Task statement: Search the material below for the word "trait" and copy every line in which it occurs.

━━ Extracted records

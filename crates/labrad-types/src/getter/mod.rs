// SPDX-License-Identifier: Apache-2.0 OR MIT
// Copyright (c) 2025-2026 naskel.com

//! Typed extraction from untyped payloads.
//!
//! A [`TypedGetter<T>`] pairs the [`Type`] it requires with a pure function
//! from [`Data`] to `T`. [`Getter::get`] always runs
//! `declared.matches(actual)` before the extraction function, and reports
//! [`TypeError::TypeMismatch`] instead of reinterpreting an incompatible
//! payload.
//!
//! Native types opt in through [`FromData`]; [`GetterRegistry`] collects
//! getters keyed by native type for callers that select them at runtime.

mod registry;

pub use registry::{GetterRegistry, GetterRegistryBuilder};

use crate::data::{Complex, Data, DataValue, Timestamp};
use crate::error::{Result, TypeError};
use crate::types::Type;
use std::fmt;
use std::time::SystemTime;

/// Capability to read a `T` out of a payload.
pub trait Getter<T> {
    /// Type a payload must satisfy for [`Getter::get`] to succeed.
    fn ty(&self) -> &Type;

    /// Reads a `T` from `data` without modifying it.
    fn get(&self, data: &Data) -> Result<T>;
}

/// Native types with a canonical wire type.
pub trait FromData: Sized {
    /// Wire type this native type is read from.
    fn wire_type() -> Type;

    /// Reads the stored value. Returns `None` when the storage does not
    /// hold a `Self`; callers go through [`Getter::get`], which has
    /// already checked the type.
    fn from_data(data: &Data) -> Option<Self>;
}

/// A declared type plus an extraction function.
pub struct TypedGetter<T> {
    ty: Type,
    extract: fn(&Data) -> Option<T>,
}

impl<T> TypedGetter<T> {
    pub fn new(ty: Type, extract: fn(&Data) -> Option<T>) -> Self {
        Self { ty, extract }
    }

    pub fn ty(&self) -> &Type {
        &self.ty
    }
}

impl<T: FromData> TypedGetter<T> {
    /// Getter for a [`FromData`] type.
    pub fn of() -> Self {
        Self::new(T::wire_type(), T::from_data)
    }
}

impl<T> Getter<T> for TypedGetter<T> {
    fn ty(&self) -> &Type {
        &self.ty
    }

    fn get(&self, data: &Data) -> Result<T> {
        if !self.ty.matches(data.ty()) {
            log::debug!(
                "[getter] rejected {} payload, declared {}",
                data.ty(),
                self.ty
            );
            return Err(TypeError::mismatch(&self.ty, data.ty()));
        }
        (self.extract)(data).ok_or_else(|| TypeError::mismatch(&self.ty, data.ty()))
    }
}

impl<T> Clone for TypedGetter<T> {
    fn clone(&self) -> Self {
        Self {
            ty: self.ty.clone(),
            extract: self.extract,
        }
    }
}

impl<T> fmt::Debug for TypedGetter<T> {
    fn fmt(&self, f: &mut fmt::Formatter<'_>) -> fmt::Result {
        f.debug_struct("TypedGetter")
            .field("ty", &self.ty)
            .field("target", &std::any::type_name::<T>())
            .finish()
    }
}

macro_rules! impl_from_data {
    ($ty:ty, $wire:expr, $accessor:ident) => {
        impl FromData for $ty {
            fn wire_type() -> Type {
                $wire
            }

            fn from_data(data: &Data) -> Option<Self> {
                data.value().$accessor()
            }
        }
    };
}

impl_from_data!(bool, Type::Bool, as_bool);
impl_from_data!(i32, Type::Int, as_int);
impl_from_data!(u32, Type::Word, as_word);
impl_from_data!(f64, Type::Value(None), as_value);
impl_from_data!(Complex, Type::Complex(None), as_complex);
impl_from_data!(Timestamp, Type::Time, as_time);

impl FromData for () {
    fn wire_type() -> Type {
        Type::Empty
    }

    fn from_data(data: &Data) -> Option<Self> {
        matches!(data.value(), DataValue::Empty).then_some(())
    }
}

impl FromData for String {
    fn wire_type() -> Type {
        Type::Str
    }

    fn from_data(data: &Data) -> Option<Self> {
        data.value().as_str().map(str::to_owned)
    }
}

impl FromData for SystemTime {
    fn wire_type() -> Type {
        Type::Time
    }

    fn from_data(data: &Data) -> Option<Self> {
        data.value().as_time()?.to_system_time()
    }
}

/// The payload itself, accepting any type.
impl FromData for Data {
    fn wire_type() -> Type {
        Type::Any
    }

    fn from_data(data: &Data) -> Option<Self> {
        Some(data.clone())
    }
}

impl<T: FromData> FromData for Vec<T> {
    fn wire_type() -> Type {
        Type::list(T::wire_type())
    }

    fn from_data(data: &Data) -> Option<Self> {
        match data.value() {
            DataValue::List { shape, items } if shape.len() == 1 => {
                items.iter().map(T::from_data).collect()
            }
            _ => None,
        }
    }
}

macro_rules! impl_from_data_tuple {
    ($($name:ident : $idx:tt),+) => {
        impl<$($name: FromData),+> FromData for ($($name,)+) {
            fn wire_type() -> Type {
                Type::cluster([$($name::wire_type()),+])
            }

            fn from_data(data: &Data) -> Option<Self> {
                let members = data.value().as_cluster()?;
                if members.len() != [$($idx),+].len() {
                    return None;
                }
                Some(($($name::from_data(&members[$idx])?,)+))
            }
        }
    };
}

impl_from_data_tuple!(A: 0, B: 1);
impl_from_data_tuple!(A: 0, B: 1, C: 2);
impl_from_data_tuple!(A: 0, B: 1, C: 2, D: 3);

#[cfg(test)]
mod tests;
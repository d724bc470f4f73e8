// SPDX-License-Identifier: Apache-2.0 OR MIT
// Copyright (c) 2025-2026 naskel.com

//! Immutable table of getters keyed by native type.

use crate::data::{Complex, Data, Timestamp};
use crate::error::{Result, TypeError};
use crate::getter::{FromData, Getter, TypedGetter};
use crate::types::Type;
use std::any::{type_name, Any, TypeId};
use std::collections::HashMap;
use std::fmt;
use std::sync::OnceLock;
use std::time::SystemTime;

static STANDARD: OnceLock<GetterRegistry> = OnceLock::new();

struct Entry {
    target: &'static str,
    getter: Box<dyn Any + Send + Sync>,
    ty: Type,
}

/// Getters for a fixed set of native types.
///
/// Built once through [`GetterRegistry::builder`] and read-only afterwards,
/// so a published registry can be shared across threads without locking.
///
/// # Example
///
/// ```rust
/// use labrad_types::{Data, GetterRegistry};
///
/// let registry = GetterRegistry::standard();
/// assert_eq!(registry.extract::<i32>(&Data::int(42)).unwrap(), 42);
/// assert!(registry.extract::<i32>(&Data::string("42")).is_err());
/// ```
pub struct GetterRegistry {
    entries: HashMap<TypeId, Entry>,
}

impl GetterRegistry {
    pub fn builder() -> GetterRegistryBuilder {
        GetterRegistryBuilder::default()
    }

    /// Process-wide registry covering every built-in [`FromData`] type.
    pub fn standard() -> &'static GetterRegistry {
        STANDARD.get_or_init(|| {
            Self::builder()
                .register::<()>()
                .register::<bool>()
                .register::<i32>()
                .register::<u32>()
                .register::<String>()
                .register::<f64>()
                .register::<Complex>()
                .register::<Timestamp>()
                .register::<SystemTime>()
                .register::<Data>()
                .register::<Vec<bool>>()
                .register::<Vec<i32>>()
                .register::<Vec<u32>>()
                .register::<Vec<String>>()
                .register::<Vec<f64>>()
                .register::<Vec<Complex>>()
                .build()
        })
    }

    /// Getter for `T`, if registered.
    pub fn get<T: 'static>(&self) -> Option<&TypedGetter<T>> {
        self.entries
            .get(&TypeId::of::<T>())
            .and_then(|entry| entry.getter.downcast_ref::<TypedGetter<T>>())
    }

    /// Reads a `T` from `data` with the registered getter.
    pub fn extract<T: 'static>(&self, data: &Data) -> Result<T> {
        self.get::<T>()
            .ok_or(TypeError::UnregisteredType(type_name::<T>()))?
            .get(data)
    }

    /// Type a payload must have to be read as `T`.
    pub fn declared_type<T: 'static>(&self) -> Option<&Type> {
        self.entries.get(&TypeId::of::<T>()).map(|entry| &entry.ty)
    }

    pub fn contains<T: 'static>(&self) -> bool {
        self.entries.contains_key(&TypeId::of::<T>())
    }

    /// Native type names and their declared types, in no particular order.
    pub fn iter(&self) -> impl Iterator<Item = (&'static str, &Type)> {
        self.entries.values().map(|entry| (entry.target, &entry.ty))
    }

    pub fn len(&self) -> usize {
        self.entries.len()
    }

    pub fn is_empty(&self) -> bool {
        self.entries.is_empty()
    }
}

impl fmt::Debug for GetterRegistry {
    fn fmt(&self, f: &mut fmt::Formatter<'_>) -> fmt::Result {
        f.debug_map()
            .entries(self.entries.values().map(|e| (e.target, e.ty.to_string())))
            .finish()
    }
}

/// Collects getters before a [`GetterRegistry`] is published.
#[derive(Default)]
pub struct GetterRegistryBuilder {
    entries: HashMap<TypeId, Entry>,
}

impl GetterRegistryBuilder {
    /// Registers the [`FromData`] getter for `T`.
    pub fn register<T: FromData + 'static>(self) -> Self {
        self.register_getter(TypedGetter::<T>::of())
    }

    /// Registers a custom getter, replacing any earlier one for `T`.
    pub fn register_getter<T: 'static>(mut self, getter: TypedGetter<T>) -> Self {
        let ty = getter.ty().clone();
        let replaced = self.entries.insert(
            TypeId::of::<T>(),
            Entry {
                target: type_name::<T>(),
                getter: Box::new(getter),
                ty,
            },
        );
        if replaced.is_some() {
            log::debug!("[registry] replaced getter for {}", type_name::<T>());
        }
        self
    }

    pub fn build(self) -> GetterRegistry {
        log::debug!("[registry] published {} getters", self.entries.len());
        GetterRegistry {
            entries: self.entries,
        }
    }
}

━━━━

Response:
pub trait Getter<T> {
pub trait FromData: Sized {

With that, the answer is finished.